A Chance Meeting By Mary

Goren/Bishop interaction

Rated G Set during S3 after Pas de Deux

Mary owns nothing related to Law & Order: Criminal Intent and makes no money from fanfiction related to same.

I saw Detective Goren today at my new precinct. He passed by me in the hall, on his way to or from somewhere. He looked preoccupied -- I expected him to just nod and give a brief, polite greeting. Instead he stopped and smiled. He asked how I liked my new placement and my new partner. He asked, with a twinkle in his eye, if I was using everything he taught me. I was so stunned by his pleasure in seeing me that I barely gave coherent answers. Goren's smile was dazzling. He never aimed it at me before so I never knew until today how it cuts right through you and warms you in ways you don't want him to see.

I steadied myself and asked him polite questions like how are you, are you overworking yourself as usual, blah blah blah. "It must be so great to be back with your real partner," I said.

"Sure," he said. Just that one word. As his smile faded I noticed the circles under his eyes, the drawn pallor of his skin. Something maternal inside me made me ask if everything was all right. It was none of my business, but I couldn't help myself.

He hesitated. "It's just... it's not the same as it was before. She's ... different."

"It's probably hard to readjust to the grind again after having the baby."

"I mean she's different toward me. It's as if ... I annoy her." He lowered his voice to a near whisper. "Like she doesn't enjoy being my partner... like she doesn't like me. I don't know. Maybe she never did and I just didn't realize."

I said the predictable thing: "Don't be ridiculous." Inwardly I cursed myself for being so selfish, for hoping what he said was true. I didn't want Goren to be miserable...I just wanted him to know that I'm the one who liked him, I'm the one who appreciated him, I'm the one who needed him as a mentor. There was only one thing I didn't love about being his partner, and that was the feeling...or was it certainty...that he didn't need me. But none of that should have mattered. If I cared about more than my own childish feelings I'd hope he was wrong, that Alex Eames respected him as her partner and cherished his friendship. I tried to want that for him. I tried not to hope for anything that could cause him pain.

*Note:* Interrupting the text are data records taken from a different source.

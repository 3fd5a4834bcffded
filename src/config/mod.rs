use std::env;
use std::path::PathBuf;
use std::str::FromStr;

use crate::error::AppError;
use crate::form::MAX_TIME_LIMIT_MINUTES;

/// Application configuration loaded from environment variables
#[derive(Debug, Clone)]
pub struct Config {
    pub database: DatabaseConfig,
    pub logging: LoggingConfig,
    pub request: RequestConfig,
    pub engine: EngineConfig,
}

/// Database configuration
#[derive(Debug, Clone)]
pub struct DatabaseConfig {
    pub path: PathBuf,
    pub max_connections: u32,
}

/// Logging configuration
#[derive(Debug, Clone)]
pub struct LoggingConfig {
    pub level: String,
    pub format: LogFormat,
}

/// Log output format
#[derive(Debug, Clone, PartialEq)]
pub enum LogFormat {
    Pretty,
    Json,
}

/// Request handling configuration
#[derive(Debug, Clone)]
pub struct RequestConfig {
    /// Upper bound for a single start/submit call.
    pub timeout_ms: u64,
    /// Optimistic commit attempts before giving up with `Contention`.
    pub max_retries: u32,
}

/// How answer options are ordered in node views.
#[derive(Debug, Clone, Copy, PartialEq, Eq, Default)]
pub enum OptionOrder {
    /// Shuffled deterministically from `(session_id, node_id)`.
    #[default]
    Seeded,
    /// Correct answer first, then distractors as authored.
    Authored,
}

impl FromStr for OptionOrder {
    type Err = String;

    fn from_str(s: &str) -> Result<Self, Self::Err> {
        match s.to_lowercase().as_str() {
            "seeded" => Ok(OptionOrder::Seeded),
            "authored" => Ok(OptionOrder::Authored),
            _ => Err(format!("Unknown option order: {}", s)),
        }
    }
}

/// Decision and evidence thresholds for the session engine
#[derive(Debug, Clone)]
pub struct EngineConfig {
    /// Accumulated confidence needed (with corroboration) to confirm a tag.
    pub confirmation_threshold: f64,
    /// Confidence below which a suspicion is treated as noise.
    pub noise_floor: f64,
    /// Primary confidence for `high` severity.
    pub high_severity_threshold: f64,
    /// Primary confidence for `critical` severity.
    pub critical_severity_threshold: f64,
    /// Distinct prerequisite skills across confirmed tags that escalate to `critical`.
    pub breadth_critical_skills: usize,
    /// Minutes past `max_time_minutes` before an idle session is expired.
    pub expiry_grace_minutes: i64,
    /// Sweeper period in seconds; 0 disables the background sweeper.
    pub expiry_sweep_interval_secs: u64,
    pub option_order: OptionOrder,
}

impl Config {
    /// Load configuration from environment variables
    pub fn from_env() -> Result<Self, AppError> {
        // Load .env file if present (ignore errors if not found)
        let _ = dotenvy::dotenv();

        let database = DatabaseConfig {
            path: PathBuf::from(
                env::var("DATABASE_PATH").unwrap_or_else(|_| "./data/diagnostic.db".to_string()),
            ),
            max_connections: env_parse("DATABASE_MAX_CONNECTIONS", 5)?,
        };

        let logging = LoggingConfig {
            level: env::var("LOG_LEVEL").unwrap_or_else(|_| "info".to_string()),
            format: match env::var("LOG_FORMAT")
                .unwrap_or_else(|_| "pretty".to_string())
                .to_lowercase()
                .as_str()
            {
                "json" => LogFormat::Json,
                _ => LogFormat::Pretty,
            },
        };

        let request = RequestConfig {
            timeout_ms: env_parse("REQUEST_TIMEOUT_MS", 5000)?,
            max_retries: env_parse("MAX_RETRIES", 3)?,
        };

        let defaults = EngineConfig::default();
        let engine = EngineConfig {
            confirmation_threshold: env_parse(
                "CONFIRMATION_THRESHOLD",
                defaults.confirmation_threshold,
            )?,
            noise_floor: env_parse("NOISE_FLOOR", defaults.noise_floor)?,
            high_severity_threshold: env_parse(
                "HIGH_SEVERITY_THRESHOLD",
                defaults.high_severity_threshold,
            )?,
            critical_severity_threshold: env_parse(
                "CRITICAL_SEVERITY_THRESHOLD",
                defaults.critical_severity_threshold,
            )?,
            breadth_critical_skills: env_parse(
                "BREADTH_CRITICAL_SKILLS",
                defaults.breadth_critical_skills,
            )?,
            expiry_grace_minutes: env_parse("EXPIRY_GRACE_MINUTES", defaults.expiry_grace_minutes)?,
            expiry_sweep_interval_secs: env_parse(
                "EXPIRY_SWEEP_INTERVAL_SECS",
                defaults.expiry_sweep_interval_secs,
            )?,
            option_order: match env::var("OPTION_ORDER") {
                Ok(raw) => raw
                    .parse()
                    .map_err(|message| AppError::Config { message })?,
                Err(_) => defaults.option_order,
            },
        };
        engine.validate()?;

        Ok(Config {
            database,
            logging,
            request,
            engine,
        })
    }
}

impl EngineConfig {
    /// Check that thresholds form a usable 0-1 scale.
    pub fn validate(&self) -> Result<(), AppError> {
        let unit = [
            ("CONFIRMATION_THRESHOLD", self.confirmation_threshold),
            ("NOISE_FLOOR", self.noise_floor),
            ("HIGH_SEVERITY_THRESHOLD", self.high_severity_threshold),
            ("CRITICAL_SEVERITY_THRESHOLD", self.critical_severity_threshold),
        ];
        for (name, value) in unit {
            if !(0.0..=1.0).contains(&value) {
                return Err(AppError::Config {
                    message: format!("{} must be within 0.0-1.0, got {}", name, value),
                });
            }
        }
        if self.noise_floor >= self.confirmation_threshold {
            return Err(AppError::Config {
                message: "NOISE_FLOOR must be below CONFIRMATION_THRESHOLD".to_string(),
            });
        }
        if self.high_severity_threshold > self.critical_severity_threshold {
            return Err(AppError::Config {
                message: "HIGH_SEVERITY_THRESHOLD must not exceed CRITICAL_SEVERITY_THRESHOLD"
                    .to_string(),
            });
        }
        if !(0..=MAX_TIME_LIMIT_MINUTES).contains(&self.expiry_grace_minutes) {
            return Err(AppError::Config {
                message: format!(
                    "EXPIRY_GRACE_MINUTES must be within 0-{}, got {}",
                    MAX_TIME_LIMIT_MINUTES, self.expiry_grace_minutes
                ),
            });
        }
        Ok(())
    }
}

fn env_parse<T: FromStr>(name: &str, default: T) -> Result<T, AppError> {
    match env::var(name) {
        Ok(raw) => raw.trim().parse().map_err(|_| AppError::Config {
            message: format!("{} has an invalid value: {}", name, raw),
        }),
        Err(_) => Ok(default),
    }
}

impl Default for RequestConfig {
    fn default() -> Self {
        Self {
            timeout_ms: 5000,
            max_retries: 3,
        }
    }
}

impl Default for EngineConfig {
    fn default() -> Self {
        Self {
            confirmation_threshold: 0.65,
            noise_floor: 0.15,
            high_severity_threshold: 0.65,
            critical_severity_threshold: 0.85,
            breadth_critical_skills: 4,
            expiry_grace_minutes: 5,
            expiry_sweep_interval_secs: 60,
            option_order: OptionOrder::Seeded,
        }
    }
}

impl Default for LoggingConfig {
    fn default() -> Self {
        Self {
            level: "info".to_string(),
            format: LogFormat::Pretty,
        }
    }
}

"Yeah, yeah," he was saying, "I know. I'm probably just imagining things. Don't tell anyone I said anything. Please."

"Of course not." I smiled a little, trying to make light. "It goes with me to the grave." And then Goren surprised me. He leaned down and kissed me on the cheek. I just stood there, frozen. I had to force myself to breathe.

"It was really nice seeing you," he said. "I've missed having you around." He laughed to himself. "You're nice to me."

"Well...thanks. I've missed you guys too." There was nothing else to say without arguing with him or slighting his partner.

"I'll see you," he said, touching his hand to my elbow. He walked away from me with his usual, confident stride, back to thinking about whatever case he was working on instead of how nice I was. But the adrenalin from that kiss still ran through me, propelling me, making the rest of the day go by in a blur.

By the time I went to bed the euphoria had worn off. I'm lying here awake, wondering when I started crushing on Robert Goren, and what the hell I'm going to do about it now.